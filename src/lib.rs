//! # stocksig - price-series signal analytics
//!
//! Turns a daily close series into a handful of technical-analysis signals:
//! simple moving averages, golden/dead crossovers, the best single-trade
//! window, V-shaped reversals and disparity-based overbought/oversold flags.
//!
//! ## Quick Start
//!
//! ```rust
//! use stocksig::prelude::*;
//!
//! let points = vec![
//!     PricePoint::parse("2024-01-02", 10.0).unwrap(),
//!     PricePoint::parse("2024-01-03", 9.0).unwrap(),
//!     PricePoint::parse("2024-01-04", 8.0).unwrap(),
//!     PricePoint::parse("2024-01-05", 9.0).unwrap(),
//!     PricePoint::parse("2024-01-08", 10.0).unwrap(),
//! ];
//! let series = PriceSeries::new(points).unwrap();
//!
//! let analyzer = AnalyzerBuilder::new()
//!     .periods(2, 3)
//!     .build()
//!     .unwrap();
//!
//! let bundle = analyzer.analyze(&series).unwrap();
//! assert_eq!(bundle.patterns, vec![2]);
//! assert_eq!(bundle.max_profit.unwrap().profit, 2.0);
//! ```

pub mod indicators;
pub mod params;
pub mod series;

pub mod prelude {
    pub use crate::{
        // Signals
        indicators::*,
        // Parameters
        params::{get_percent, get_period, ParamMeta, ParamType, Parameterized},
        // Series model
        series::{DataRange, DateFilter, DatePreset, PricePoint, PriceSeries, PriceSummary},
        // Parallel
        analyze_parallel,
        // Pipeline
        AnalysisConfig,
        // Errors
        AnalysisError,
        Analyzer,
        AnalyzerBuilder,
        Percent,
        Period,
        Result,
        ResultBundle,
        ScanError,
        ScanResult,
    };
}

use std::collections::HashMap;

use rayon::prelude::*;
use serde::{Deserialize, Serialize};
use tracing::{debug, warn};

use indicators::{
    find_crosses, max_profit, sma_with, CrossoverEvent, DisparityDetector, DisparitySignal,
    ProfitWindow, VPatternDetector, DEFAULT_MIN_CHANGE_PCT, DEFAULT_THRESHOLD_PCT,
};
use params::{check_params, get_percent, get_period, ParamMeta, Parameterized};
use series::{DataRange, DateFilter, DatePreset, PricePoint, PriceSeries, PriceSummary};

// ============================================================
// ERRORS
// ============================================================

pub type Result<T> = std::result::Result<T, AnalysisError>;

/// Errors raised by the analytics
///
/// Sparse data is never an error: it shows up as `None` or empty results.
#[derive(Debug, Clone, PartialEq, thiserror::Error)]
pub enum AnalysisError {
    #[error("Invalid value: {0}")]
    InvalidValue(&'static str),

    #[error("{field} = {value} out of range [{min}, {max}]")]
    OutOfRange {
        field: &'static str,
        value: f64,
        min: f64,
        max: f64,
    },

    #[error("Invalid config: {0}")]
    InvalidConfig(String),

    #[error("Invalid date for {field}: {value:?} (expected YYYY-MM-DD)")]
    InvalidDate { field: &'static str, value: String },

    #[error("Invalid series at index {index}: {reason}")]
    InvalidSeries { index: usize, reason: &'static str },

    #[error("Running window is empty")]
    EmptyWindow,
}

// ============================================================
// VALIDATED TYPES
// ============================================================

/// Percentage value (finite, >= 0). `5.0` means 5%.
#[derive(Debug, Clone, Copy, PartialEq, PartialOrd)]
pub struct Percent(f64);

impl Percent {
    pub fn new(value: f64) -> Result<Self> {
        if value.is_nan() || value.is_infinite() {
            return Err(AnalysisError::InvalidValue(
                "Percent cannot be NaN or infinite",
            ));
        }
        if value < 0.0 {
            return Err(AnalysisError::InvalidValue("Percent must be >= 0"));
        }
        Ok(Self(value))
    }

    #[doc(hidden)]
    pub const fn new_const(value: f64) -> Self {
        Self(value)
    }

    #[inline]
    pub fn get(self) -> f64 {
        self.0
    }
}

impl Serialize for Percent {
    fn serialize<S: serde::Serializer>(&self, s: S) -> std::result::Result<S::Ok, S::Error> {
        self.0.serialize(s)
    }
}

impl<'de> Deserialize<'de> for Percent {
    fn deserialize<D: serde::Deserializer<'de>>(d: D) -> std::result::Result<Self, D::Error> {
        let value = f64::deserialize(d)?;
        Percent::new(value).map_err(serde::de::Error::custom)
    }
}

/// Period (must be > 0)
#[derive(Debug, Clone, Copy, PartialEq, Eq, PartialOrd, Ord)]
pub struct Period(usize);

impl Period {
    /// Create a new Period, validating value is > 0
    pub fn new(value: usize) -> Result<Self> {
        if value == 0 {
            return Err(AnalysisError::InvalidValue("Period must be > 0"));
        }
        Ok(Self(value))
    }

    #[doc(hidden)]
    pub const fn new_const(value: usize) -> Self {
        Self(value)
    }

    #[inline]
    pub fn get(self) -> usize {
        self.0
    }
}

impl Serialize for Period {
    fn serialize<S: serde::Serializer>(&self, s: S) -> std::result::Result<S::Ok, S::Error> {
        self.0.serialize(s)
    }
}

impl<'de> Deserialize<'de> for Period {
    fn deserialize<D: serde::Deserializer<'de>>(d: D) -> std::result::Result<Self, D::Error> {
        let value = usize::deserialize(d)?;
        Period::new(value).map_err(serde::de::Error::custom)
    }
}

═══

● **Task statement**
Each line of the records with the word "const" in it is to be copied.

● **Exercise output**
    pub const fn new_const(value: f64) -> Self {
    pub const fn new_const(value: usize) -> Self {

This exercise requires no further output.